3. Gedeputeerde staten beslissen uiterlijk binnen 16 weken na 15 februari 2017.

Artikel 7

Subsidie wordt geweigerd indien:

a. indien het project niet in aanmerkelijke mate leidt tot bevordering van verkeersveilig gedrag.

b. de activiteit niet financieel haalbaar is;

c. de activiteit niet is gericht op uitvoering in het schooljaar 2017-2018.

Artikel 8

1. Subsidie wordt uitsluitend verstrekt voor de direct noodzakelijke kosten van de activiteit.

2. Subsidie wordt niet verstrekt voor de kosten van:

a. reizen en verblijven;

b. administratie;

c. voor- of nametingen;

d. een praktisch of theoretisch verkeersexamen;

e. de inzet of aanschaf van verkeerssimulatoren;

f. infrastructurele maatregelen.

Artikel 9

1. De subsidie bedraagt 100 procent van de subsidiabele kosten tot maximaal € 100.000,- per aanvraag;

2. Indien toepassing van het eerste lid zou leiden tot het overtreden van het verbod op het geven van staatsteun in de zin van artikel 107, eerste lid, van het Verdrag betreffende de werking van de Europese Unie, wordt het subsidiebedrag in afwijking van het eerste lid zodanig vastgesteld dat het totaal van alle subsidies voor de activiteit niet hoger is dan het bedrag dat op grond van de van toepassing zijnde vrijstellingsverordeningen van de Europese Commissie verstrekt mag worden;

3. Gedeputeerde Staten verstrekken geen subsidies van minder dan € 5.000,-;

4. Bij subsidies van minder dan € 10.000,- gaat geen subsidieverlening aan de subsidievaststelling vooraf.

Artikel 10

1. Indien het subsidieplafond wordt bereikt, worden aanvragen die voor subsidie in aanmerking komen gerangschikt op een prioriteitenlijst.

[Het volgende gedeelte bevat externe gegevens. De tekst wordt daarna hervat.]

//! UPS client: credentials, wire framing, and the two-step workflow

use tracing::debug;
use ups_core::{
    accept_request, access_request, confirm_request, shipment_digest, track_request, Shipment,
    ShipmentRequest, TrackingInfo, UpsResult,
};
use ups_xml::{encode, XmlMap};

use crate::endpoints::{Endpoints, Operation};
use crate::error::ClientError;
use crate::transport::{HttpTransport, Transport};

/// API access credentials
#[derive(Debug, Clone, PartialEq, Eq)]
pub struct Credentials {
    pub license_number: String,
    pub user_id: String,
    pub password: String,
}

impl Credentials {
    pub fn new(
        license_number: impl Into<String>,
        user_id: impl Into<String>,
        password: impl Into<String>,
    ) -> Self {
        Self {
            license_number: license_number.into(),
            user_id: user_id.into(),
            password: password.into(),
        }
    }
}

/// Client for the carrier's track and shipment operations.
///
/// The constructor parameters are the entire configuration surface: the
/// credentials, an optional default billing account (shipper number), and a
/// debug flag that selects the carrier's test endpoints and enables verbose
/// request/response logging. The client holds no mutable state; every call
/// is an independent exchange.
pub struct UpsClient {
    credentials: Credentials,
    shipper_number: Option<String>,
    debug: bool,
    transport: Box<dyn Transport>,
}

impl UpsClient {
    /// Create a client against the carrier-hosted endpoints.
    ///
    /// `debug` selects the test endpoint table; production otherwise.
    pub fn new(
        credentials: Credentials,
        shipper_number: Option<String>,
        debug: bool,
    ) -> Result<Self, ClientError> {
        let endpoints = if debug {
            Endpoints::testing()
        } else {
            Endpoints::production()
        };
        let transport = HttpTransport::new(endpoints)?;
        Ok(Self::with_transport(
            credentials,
            shipper_number,
            debug,
            Box::new(transport),
        ))
    }

    /// Create a client over a caller-supplied transport
    pub fn with_transport(
        credentials: Credentials,
        shipper_number: Option<String>,
        debug: bool,
        transport: Box<dyn Transport>,
    ) -> Self {
        Self {
            credentials,
            shipper_number,
            debug,
            transport,
        }
    }

    pub fn shipper_number(&self) -> Option<&str> {
        self.shipper_number.as_deref()
    }

    /// Query tracking status for one tracking number
    pub fn track(&self, tracking_number: &str) -> Result<TrackingInfo, ClientError> {
        let document = track_request(tracking_number);
        let result = self.submit(Operation::Track, &document)?;
        Ok(TrackingInfo::new(tracking_number, result))
    }

    /// Run the confirm/accept workflow to completion.
    ///
    /// The returned [`Shipment`] is fully populated or this call fails; no
    /// confirmed-but-unaccepted state is ever observable. A confirm response
    /// without a digest aborts with the carrier's error text before any
    /// accept request is issued.
    pub fn create_shipment(&self, request: &ShipmentRequest) -> Result<Shipment, ClientError> {
        let shipper_number = self
            .shipper_number
            .as_deref()
            .ok_or(ClientError::MissingShipperNumber)?;

        let confirm_document = confirm_request(request, shipper_number)?;
        let confirm = self.submit(Operation::ShipConfirm, &confirm_document)?;
        let digest = shipment_digest(&confirm)?;

        let accept_document = accept_request(&digest);
        let accept = self.submit(Operation::ShipAccept, &accept_document)?;

        Ok(Shipment::new(confirm, accept, request.file_format.clone()))
    }

    /// Frame a request document into the wire body: the access-request
    /// document followed by the operation document, each with its own XML
    /// declaration.
    fn wire_body(&self, document: &XmlMap) -> Result<String, ClientError> {
        let access = access_request(
            &self.credentials.license_number,
            &self.credentials.user_id,
            &self.credentials.password,
        );
        Ok(format!("{}\n{}", encode(&access)?, encode(document)?))
    }

    fn submit(&self, operation: Operation, document: &XmlMap) -> Result<UpsResult, ClientError> {
        let body = self.wire_body(document)?;
        if self.debug {
            debug!(operation = operation.name(), request = body.as_str(), "carrier request");
        }
        let response = self.transport.submit(operation, &body)?;
        if self.debug {
            debug!(operation = operation.name(), response = response.as_str(), "carrier response");
        }
        Ok(UpsResult::new(response))
    }
}
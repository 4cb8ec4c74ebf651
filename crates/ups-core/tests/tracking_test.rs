//! Tracking accessor tests against canned carrier responses

use chrono::NaiveDate;
use ups_core::{ActivityStatus, TrackingInfo, UpsError, UpsResult};

fn tracking(xml: &str) -> TrackingInfo {
    TrackingInfo::new("1Z12345E0291980793", UpsResult::new(xml))
}

const DELIVERED_RESPONSE: &str = "<?xml version=\"1.0\"?>\
<TrackResponse>\
<Response><ResponseStatusCode>1</ResponseStatusCode></Response>\
<Shipment><Package>\
<TrackingNumber>1Z12345E0291980793</TrackingNumber>\
<Activity>\
<Status><StatusType><Code>D</Code><Description>DELIVERED</Description></StatusType></Status>\
<Date>20240318</Date><Time>104500</Time>\
</Activity>\
<Activity>\
<Status><StatusType><Code>I</Code><Description>ARRIVAL SCAN</Description></StatusType></Status>\
<Date>20240317</Date><Time>083000</Time>\
</Activity>\
</Package></Shipment>\
</TrackResponse>";

const SINGLE_ACTIVITY_RESPONSE: &str = "<?xml version=\"1.0\"?>\
<TrackResponse>\
<Shipment><Package>\
<Activity>\
<Status><StatusType><Code>I</Code><Description>ORIGIN SCAN</Description></StatusType></Status>\
<Date>20240316</Date><Time>191200</Time>\
</Activity>\
</Package></Shipment>\
</TrackResponse>";

const ERROR_RESPONSE: &str = "<?xml version=\"1.0\"?>\
<TrackResponse>\
<Response>\
<ResponseStatusCode>0</ResponseStatusCode>\
<Error><ErrorCode>151044</ErrorCode>\
<ErrorDescription>No tracking information available</ErrorDescription></Error>\
</Response>\
</TrackResponse>";

#[test]
fn activities_lists_every_event_in_response_order() {
    let activities = tracking(DELIVERED_RESPONSE).activities().unwrap();
    assert_eq!(activities.len(), 2);
    assert_eq!(activities[0].status, ActivityStatus::Delivered);
    assert_eq!(activities[0].date, "20240318");
    assert_eq!(activities[0].time.as_deref(), Some("104500"));
    assert_eq!(activities[1].status, ActivityStatus::InTransit);
    assert_eq!(activities[1].status_description.as_deref(), Some("ARRIVAL SCAN"));
}

#[test]
fn single_collapsed_activity_normalizes_to_one_element_list() {
    let activities = tracking(SINGLE_ACTIVITY_RESPONSE).activities().unwrap();
    assert_eq!(activities.len(), 1);
    assert_eq!(activities[0].status, ActivityStatus::InTransit);
}

#[test]
fn missing_activity_path_is_a_structural_error() {
    let err = tracking(ERROR_RESPONSE).activities().unwrap_err();
    assert!(matches!(err, UpsError::MissingField(path) if path.contains("Activity")));
}

#[test]
fn delivered_returns_date_of_first_delivered_activity() {
    let delivered = tracking(DELIVERED_RESPONSE).delivered().unwrap();
    assert_eq!(delivered, NaiveDate::from_ymd_opt(2024, 3, 18));
}

#[test]
fn delivered_is_none_without_a_delivered_activity() {
    let delivered = tracking(SINGLE_ACTIVITY_RESPONSE).delivered().unwrap();
    assert_eq!(delivered, None);
}

#[test]
fn in_transit_iff_an_in_transit_activity_exists() {
    assert!(tracking(DELIVERED_RESPONSE).in_transit().unwrap());
    assert!(tracking(SINGLE_ACTIVITY_RESPONSE).in_transit().unwrap());

    let delivered_only = "<TrackResponse><Shipment><Package>\
<Activity><Status><StatusType><Code>D</Code></StatusType></Status><Date>20240318</Date></Activity>\
</Package></Shipment></TrackResponse>";
    assert!(!tracking(delivered_only).in_transit().unwrap());
}

#[test]
fn unparseable_delivery_date_is_an_invalid_value() {
    let bad_date = "<TrackResponse><Shipment><Package>\
<Activity><Status><StatusType><Code>D</Code></StatusType></Status><Date>tomorrow</Date></Activity>\
</Package></Shipment></TrackResponse>";
    let err = tracking(bad_date).delivered().unwrap_err();
    assert!(matches!(err, UpsError::InvalidValue { .. }));
}
//! Raw response wrapper

use ups_xml::{decode, XmlMap};

use crate::error::UpsError;

/// One raw carrier response body.
///
/// The body is parsed on every [`UpsResult::parse`] call rather than cached;
/// accessors stay pure functions of the stored text and malformed responses
/// surface at the access site, not at construction.
#[derive(Debug, Clone, PartialEq, Eq)]
pub struct UpsResult {
    raw: String,
}

impl UpsResult {
    pub fn new(raw: impl Into<String>) -> Self {
        Self { raw: raw.into() }
    }

    /// The response exactly as the carrier sent it
    pub fn xml(&self) -> &str {
        &self.raw
    }

    /// Parse the response into a document tree
    pub fn parse(&self) -> Result<XmlMap, UpsError> {
        decode(&self.raw).map_err(UpsError::from)
    }
}

#[cfg(test)]
mod tests {
    use super::*;

    #[test]
    fn parse_recomputes_per_call() {
        let result = UpsResult::new("<Response><Code>1</Code></Response>");
        let first = result.parse().unwrap();
        let second = result.parse().unwrap();
        assert_eq!(first, second);
        assert_eq!(result.xml(), "<Response><Code>1</Code></Response>");
    }

    #[test]
    fn malformed_body_errors_at_parse_time() {
        let result = UpsResult::new("not xml at all <");
        assert!(matches!(result.parse(), Err(UpsError::Xml(_))));
    }
}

2. De rangschikking wordt bepaald door het totaal aantal punten dat wordt gehaald op basis van de criteria en scoringsmethoden die in bijlage 1 zijn weergegeven.

3. De aanvragen worden gehonoreerd naar de volgorde op de prioriteitenlijst.

4. Indien meerdere aanvragen op dezelfde plaats op de prioriteitenlijst worden gerangschikt en door honorering van deze aanvragen het subsidieplafond wordt overschreden, wordt de aanvraag met de hoogste score op het criterium B, Kwaliteit, als eerste gehonoreerd.

Artikel 11

Aan de subsidieontvanger worden de volgende verplichtingen opgelegd:

a. de subsidieontvanger dient de activiteit af te ronden vóór 1 augustus 2018;

b. de subsidieontvanger plaatst het logo en de naam van de provincie op alle publiciteitsuitingen die betrekking hebben op de gesubsidieerde activiteit.

Artikel 12

1. Indien de subsidieontvanger een gemeente, of een openbaar lichaam dat is ingesteld op grond van hoofdstuk I, II of IV van de Wet gemeenschappelijke regelingen is, wordt de aanvraag tot vaststelling van de subsidie uiterlijk 1 augustus van het jaar volgend op het jaar waarin de activiteit is voltooid, ingediend.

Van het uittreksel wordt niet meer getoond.